Look through the data below and count each line where the word "Option" appears. Reply with the count alone.

◆ Saved entries ◆
+--

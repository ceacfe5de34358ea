//! Published project of one SysAP

use std::sync::Arc;

use fah_project::{
    load_project, Channel, Device, FahFunction, FahString, Floor, Project, Room,
};
use tracing::info;

use crate::error::ClientResult;
use crate::source::ProjectSource;

/// A loaded project, shared with readers
///
/// The project is built completely before it is published, so readers never
/// see a partially loaded graph. A failed load leaves nothing behind.
#[derive(Debug, Clone)]
pub struct Session {
    project: Arc<Project>,
}

impl Session {
    /// Fetch and load a project
    pub async fn load(source: &dyn ProjectSource) -> ClientResult<Self> {
        let project = Self::fetch(source).await?;
        Ok(Self {
            project: Arc::new(project),
        })
    }

    /// Replace the published project; on error the current one is kept
    pub async fn reload(&mut self, source: &dyn ProjectSource) -> ClientResult<()> {
        let project = Self::fetch(source).await?;
        info!("Replacing project {} with {}", self.project.id(), project.id());
        self.project = Arc::new(project);
        Ok(())
    }

    async fn fetch(source: &dyn ProjectSource) -> ClientResult<Project> {
        let xml = source.fetch_project_description().await?;
        Ok(load_project(&xml)?)
    }

    /// The published project; cheap to clone and safe to share across tasks
    pub fn project(&self) -> Arc<Project> {
        Arc::clone(&self.project)
    }

    pub fn all_channels(&self) -> impl Iterator<Item = &Channel> + '_ {
        self.project.all_channels()
    }

    pub fn all_floors(&self) -> impl Iterator<Item = &Floor> + '_ {
        self.project.all_floors()
    }

    pub fn channel_by_name<'a>(&self, name: impl Into<Option<&'a str>>) -> Option<&Channel> {
        self.project.channel_by_name(name)
    }

    pub fn floor_by_uid<'a>(&self, uid: impl Into<Option<&'a str>>) -> Option<&Floor> {
        self.project.floor_by_uid(uid)
    }

    pub fn floor_by_name<'a>(&self, name: impl Into<Option<&'a str>>) -> Option<&Floor> {
        self.project.floor_by_name(name)
    }

    pub fn room_by_uid<'a>(&self, uid: impl Into<Option<&'a str>>) -> Option<&Room> {
        self.project.room_by_uid(uid)
    }

    pub fn device_by_serial_number<'a>(
        &self,
        serial_number: impl Into<Option<&'a str>>,
    ) -> Option<&Device> {
        self.project.device_by_serial_number(serial_number)
    }

    pub fn function_by_function_id(
        &self,
        function_id: impl Into<Option<u32>>,
    ) -> Option<&FahFunction> {
        self.project.function_by_function_id(function_id)
    }

    pub fn string_by_name_id(&self, name_id: impl Into<Option<u32>>) -> Option<&FahString> {
        self.project.string_by_name_id(name_id)
    }
}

+--

◆ Result ◆
9